Stored items from a collection
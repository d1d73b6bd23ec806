//! Repository factory for runtime storage selection

use std::sync::Arc;

use tracing::info;

use crate::domain::user::UserRepository;
use crate::domain::DomainError;
use crate::infrastructure::user::{InMemoryUserRepository, PostgresUserRepository};

use super::migrations::run_user_migrations;
use super::postgres::{self, PostgresConfig};

/// Supported storage types
#[derive(Debug, Clone, PartialEq, Eq)]
pub enum StorageType {
    /// In-memory storage (for testing/development)
    InMemory,
    /// PostgreSQL storage
    Postgres,
}

impl StorageType {
    pub fn from_str(s: &str) -> Option<Self> {
        match s.to_lowercase().as_str() {
            "memory" | "inmemory" | "in-memory" | "in_memory" => Some(Self::InMemory),
            "postgres" | "postgresql" | "pg" => Some(Self::Postgres),
            _ => None,
        }
    }
}

/// Storage configuration
#[derive(Debug, Clone)]
pub enum StorageConfig {
    /// In-memory storage configuration
    InMemory,
    /// PostgreSQL storage configuration
    Postgres(PostgresConfig),
}

impl StorageConfig {
    /// Returns the storage type
    pub fn storage_type(&self) -> StorageType {
        match self {
            Self::InMemory => StorageType::InMemory,
            Self::Postgres(_) => StorageType::Postgres,
        }
    }
}

/// Factory for creating repository instances
#[derive(Debug)]
pub struct StorageFactory;

impl StorageFactory {
    /// Creates the user repository selected by the configuration
    ///
    /// PostgreSQL repositories have their schema migrated before use.
    pub async fn create_user_repository(
        config: &StorageConfig,
    ) -> Result<Arc<dyn UserRepository>, DomainError> {
        info!("Storage backend: {:?}", config.storage_type());

        match config {
            StorageConfig::InMemory => Ok(Arc::new(InMemoryUserRepository::new())),
            StorageConfig::Postgres(pg_config) => {
                let pool = postgres::connect(pg_config).await?;
                run_user_migrations(&pool).await?;
                Ok(Arc::new(PostgresUserRepository::new(pool)))
            }
        }
    }
}
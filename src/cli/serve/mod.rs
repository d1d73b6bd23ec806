//! Serve command - runs the HTTP API

use std::net::SocketAddr;

use tokio::net::TcpListener;
use tracing::info;

use crate::api::create_router;
use crate::config::AppConfig;

/// Run the API server
pub async fn run() -> anyhow::Result<()> {
    let config = super::bootstrap()?;

    let state = crate::create_app_state_with_config(&config).await?;
    let app = create_router(state);

    let addr = build_socket_addr(&config)?;
    info!("Starting server on {}", addr);

    let listener = TcpListener::bind(addr).await?;
    axum::serve(listener, app).await?;

    Ok(())
}

fn build_socket_addr(config: &AppConfig) -> anyhow::Result<SocketAddr> {
    Ok(SocketAddr::from((
        config.server.host.parse::<std::net::IpAddr>()?,
        config.server.port,
    )))
}

#[cfg(test)]
mod tests {
    use super::*;

    #[test]
    fn test_build_socket_addr() {
        let addr = build_socket_addr(&AppConfig::default()).unwrap();
        assert_eq!(addr.to_string(), "0.0.0.0:8080");
    }

    #[test]
    fn test_build_socket_addr_rejects_hostnames() {
        let mut config = AppConfig::default();
        config.server.host = "localhost".to_string();

        assert!(build_socket_addr(&config).is_err());
    }
}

_EXERCISE OBJECTIVE_
Every record above must be printed again exactly.

_YOUR SOLUTION_
repository d1d73b6bd23ec806
//! Repository factory for runtime storage selection

use std::sync::Arc;

use tracing::info;

use crate::domain::user::UserRepository;
use crate::domain::DomainError;
use crate::infrastructure::user::{InMemoryUserRepository, PostgresUserRepository};

use super::migrations::run_user_migrations;
use super::postgres::{self, PostgresConfig};

/// Supported storage types
#[derive(Debug, Clone, PartialEq, Eq)]
pub enum StorageType {
    /// In-memory storage (for testing/development)
    InMemory,
    /// PostgreSQL storage
    Postgres,
}

impl StorageType {
    pub fn from_str(s: &str) -> Option<Self> {
        match s.to_lowercase().as_str() {
            "memory" | "inmemory" | "in-memory" | "in_memory" => Some(Self::InMemory),
            "postgres" | "postgresql" | "pg" => Some(Self::Postgres),
            _ => None,
        }
    }
}

/// Storage configuration
#[derive(Debug, Clone)]
pub enum StorageConfig {
    /// In-memory storage configuration
    InMemory,
    /// PostgreSQL storage configuration
    Postgres(PostgresConfig),
}

impl StorageConfig {
    /// Returns the storage type
    pub fn storage_type(&self) -> StorageType {
        match self {
            Self::InMemory => StorageType::InMemory,
            Self::Postgres(_) => StorageType::Postgres,
        }
    }
}

/// Factory for creating repository instances
#[derive(Debug)]
pub struct StorageFactory;

impl StorageFactory {
    /// Creates the user repository selected by the configuration
    ///
    /// PostgreSQL repositories have their schema migrated before use.
    pub async fn create_user_repository(
        config: &StorageConfig,
    ) -> Result<Arc<dyn UserRepository>, DomainError> {
        info!("Storage backend: {:?}", config.storage_type());

        match config {
            StorageConfig::InMemory => Ok(Arc::new(InMemoryUserRepository::new())),
            StorageConfig::Postgres(pg_config) => {
                let pool = postgres::connect(pg_config).await?;
                run_user_migrations(&pool).await?;
                Ok(Arc::new(PostgresUserRepository::new(pool)))
            }
        }
    }
}
filename src/cli/serve/mod.rs
repository d1d73b6bd23ec806
//! Serve command - runs the HTTP API

use std::net::SocketAddr;

use tokio::net::TcpListener;
use tracing::info;

use crate::api::create_router;
use crate::config::AppConfig;

/// Run the API server
pub async fn run() -> anyhow::Result<()> {
    let config = super::bootstrap()?;

    let state = crate::create_app_state_with_config(&config).await?;
    let app = create_router(state);

    let addr = build_socket_addr(&config)?;
    info!("Starting server on {}", addr);

    let listener = TcpListener::bind(addr).await?;
    axum::serve(listener, app).await?;

    Ok(())
}

fn build_socket_addr(config: &AppConfig) -> anyhow::Result<SocketAddr> {
    Ok(SocketAddr::from((
        config.server.host.parse::<std::net::IpAddr>()?,
        config.server.port,
    )))
}

#[cfg(test)]
mod tests {
    use super::*;

    #[test]
    fn test_build_socket_addr() {
        let addr = build_socket_addr(&AppConfig::default()).unwrap();
        assert_eq!(addr.to_string(), "0.0.0.0:8080");
    }

    #[test]
    fn test_build_socket_addr_rejects_hostnames() {
        let mut config = AppConfig::default();
        config.server.host = "localhost".to_string();

        assert!(build_socket_addr(&config).is_err());
    }
}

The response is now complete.